■ EXERCISE REQUIREMENTS ■
In full and without alteration, give the listing again.

RECORDED DATA section start

use taxflow_core::config::AppConfig;
use taxflow_rules::build_graph;

struct CheckResult {
    label: String,
    ok: bool,
    detail: String,
}

pub fn run_doctor(config: &AppConfig) {
    let checks = vec![
        check_graph(config),
        check_budget(config),
        check_rates(config),
        check_tolerance(config),
        check_defaults(config),
        check_remediation(config),
    ];

    let mut ok_count = 0;
    let mut fail_count = 0;

    for check in &checks {
        let icon = if check.ok { "[OK]" } else { "[!!]" };
        println!("  {} {}: {}", icon, check.label, check.detail);
        if check.ok {
            ok_count += 1;
        } else {
            fail_count += 1;
        }
    }

    println!();
    println!("  {} passed, {} issues found", ok_count, fail_count);
}

fn check_graph(config: &AppConfig) -> CheckResult {
    match build_graph(&config.remediation) {
        Ok(graph) => CheckResult {
            label: "Graph".into(),
            ok: true,
            detail: format!("{} steps, entry '{}'", graph.step_count(), graph.entry()),
        },
        Err(e) => CheckResult {
            label: "Graph".into(),
            ok: false,
            detail: e.to_string(),
        },
    }
}

fn check_budget(config: &AppConfig) -> CheckResult {
    let step_count = build_graph(&config.remediation).map_or(0, |g| g.step_count());
    let max_steps = config.engine.max_steps_for(step_count);

    // A clean run visits each step at most once.
    if max_steps < step_count {
        CheckResult {
            label: "Step budget".into(),
            ok: false,
            detail: format!("{} is below the {} registered steps", max_steps, step_count),
        }
    } else {
        CheckResult {
            label: "Step budget".into(),
            ok: true,
            detail: format!("{} invocations per run", max_steps),
        }
    }
}

fn check_rates(config: &AppConfig) -> CheckResult {
    let table = &config.validation.rate_table;
    if table.is_empty() {
        CheckResult {
            label: "Rate table".into(),
            ok: true,
            detail: "Not configured (built-in DE 19%)".into(),
        }
    } else {
        let codes: Vec<&str> = table.keys().map(String::as_str).collect();
        CheckResult {
            label: "Rate table".into(),
            ok: true,
            detail: format!("{} rates ({})", table.len(), codes.join(", ")),
        }
    }
}

fn check_tolerance(config: &AppConfig) -> CheckResult {
    let tolerance = config.validation.tolerance;
    if tolerance >= 1.0 {
        CheckResult {
            label: "Tolerance".into(),
            ok: false,
            detail: format!("{} accepts tax differences of a whole unit or more", tolerance),
        }
    } else {
        CheckResult {
            label: "Tolerance".into(),
            ok: true,
            detail: format!("{}", tolerance),
        }
    }
}

fn check_defaults(config: &AppConfig) -> CheckResult {
    let empty: Vec<&str> = config
        .validation
        .defaults
        .iter()
        .filter(|(_, v)| !taxflow_core::outcome::is_truthy(v))
        .map(|(k, _)| k.as_str())
        .collect();

    if !empty.is_empty() {
        CheckResult {
            label: "Defaults".into(),
            ok: false,
            detail: format!("Empty values are never applied: {}", empty.join(", ")),
        }
    } else if config.validation.defaults.is_empty() {
        CheckResult {
            label: "Defaults".into(),
            ok: true,
            detail: "Built-in only".into(),
        }
    } else {
        CheckResult {
            label: "Defaults".into(),
            ok: true,
            detail: format!("{} configured", config.validation.defaults.len()),
        }
    }
}

fn check_remediation(config: &AppConfig) -> CheckResult {
    match config.remediation.escalate_after {
        Some(0) => CheckResult {
            label: "Remediation".into(),
            ok: true,
            detail: "Escalates on first failure".into(),
        },
        Some(n) => CheckResult {
            label: "Remediation".into(),
            ok: true,
            detail: format!("Escalates after {} attempts per gate", n),
        },
        None => CheckResult {
            label: "Remediation".into(),
            ok: true,
            detail: "Always resumes; unresolved failures end at the step budget".into(),
        },
    }
}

RECORDED DATA section end

■ RESPONSE ■
use taxflow_core::config::AppConfig;
use taxflow_rules::build_graph;

struct CheckResult {
    label: String,
    ok: bool,
    detail: String,
}

pub fn run_doctor(config: &AppConfig) {
    let checks = vec![
        check_graph(config),
        check_budget(config),
        check_rates(config),
        check_tolerance(config),
        check_defaults(config),
        check_remediation(config),
    ];

    let mut ok_count = 0;
    let mut fail_count = 0;

    for check in &checks {
        let icon = if check.ok { "[OK]" } else { "[!!]" };
        println!("  {} {}: {}", icon, check.label, check.detail);
        if check.ok {
            ok_count += 1;
        } else {
            fail_count += 1;
        }
    }

    println!();
    println!("  {} passed, {} issues found", ok_count, fail_count);
}

fn check_graph(config: &AppConfig) -> CheckResult {
    match build_graph(&config.remediation) {
        Ok(graph) => CheckResult {
            label: "Graph".into(),
            ok: true,
            detail: format!("{} steps, entry '{}'", graph.step_count(), graph.entry()),
        },
        Err(e) => CheckResult {
            label: "Graph".into(),
            ok: false,
            detail: e.to_string(),
        },
    }
}

fn check_budget(config: &AppConfig) -> CheckResult {
    let step_count = build_graph(&config.remediation).map_or(0, |g| g.step_count());
    let max_steps = config.engine.max_steps_for(step_count);

    // A clean run visits each step at most once.
    if max_steps < step_count {
        CheckResult {
            label: "Step budget".into(),
            ok: false,
            detail: format!("{} is below the {} registered steps", max_steps, step_count),
        }
    } else {
        CheckResult {
            label: "Step budget".into(),
            ok: true,
            detail: format!("{} invocations per run", max_steps),
        }
    }
}

fn check_rates(config: &AppConfig) -> CheckResult {
    let table = &config.validation.rate_table;
    if table.is_empty() {
        CheckResult {
            label: "Rate table".into(),
            ok: true,
            detail: "Not configured (built-in DE 19%)".into(),
        }
    } else {
        let codes: Vec<&str> = table.keys().map(String::as_str).collect();
        CheckResult {
            label: "Rate table".into(),
            ok: true,
            detail: format!("{} rates ({})", table.len(), codes.join(", ")),
        }
    }
}

fn check_tolerance(config: &AppConfig) -> CheckResult {
    let tolerance = config.validation.tolerance;
    if tolerance >= 1.0 {
        CheckResult {
            label: "Tolerance".into(),
            ok: false,
            detail: format!("{} accepts tax differences of a whole unit or more", tolerance),
        }
    } else {
        CheckResult {
            label: "Tolerance".into(),
            ok: true,
            detail: format!("{}", tolerance),
        }
    }
}

fn check_defaults(config: &AppConfig) -> CheckResult {
    let empty: Vec<&str> = config
        .validation
        .defaults
        .iter()
        .filter(|(_, v)| !taxflow_core::outcome::is_truthy(v))
        .map(|(k, _)| k.as_str())
        .collect();

    if !empty.is_empty() {
        CheckResult {
            label: "Defaults".into(),
            ok: false,
            detail: format!("Empty values are never applied: {}", empty.join(", ")),
        }
    } else if config.validation.defaults.is_empty() {
        CheckResult {
            label: "Defaults".into(),
            ok: true,
            detail: "Built-in only".into(),
        }
    } else {
        CheckResult {
            label: "Defaults".into(),
            ok: true,
            detail: format!("{} configured", config.validation.defaults.len()),
        }
    }
}

fn check_remediation(config: &AppConfig) -> CheckResult {
    match config.remediation.escalate_after {
        Some(0) => CheckResult {
            label: "Remediation".into(),
            ok: true,
            detail: "Escalates on first failure".into(),
        },
        Some(n) => CheckResult {
            label: "Remediation".into(),
            ok: true,
            detail: format!("Escalates after {} attempts per gate", n),
        },
        None => CheckResult {
            label: "Remediation".into(),
            ok: true,
            detail: "Always resumes; unresolved failures end at the step budget".into(),
        },
    }
}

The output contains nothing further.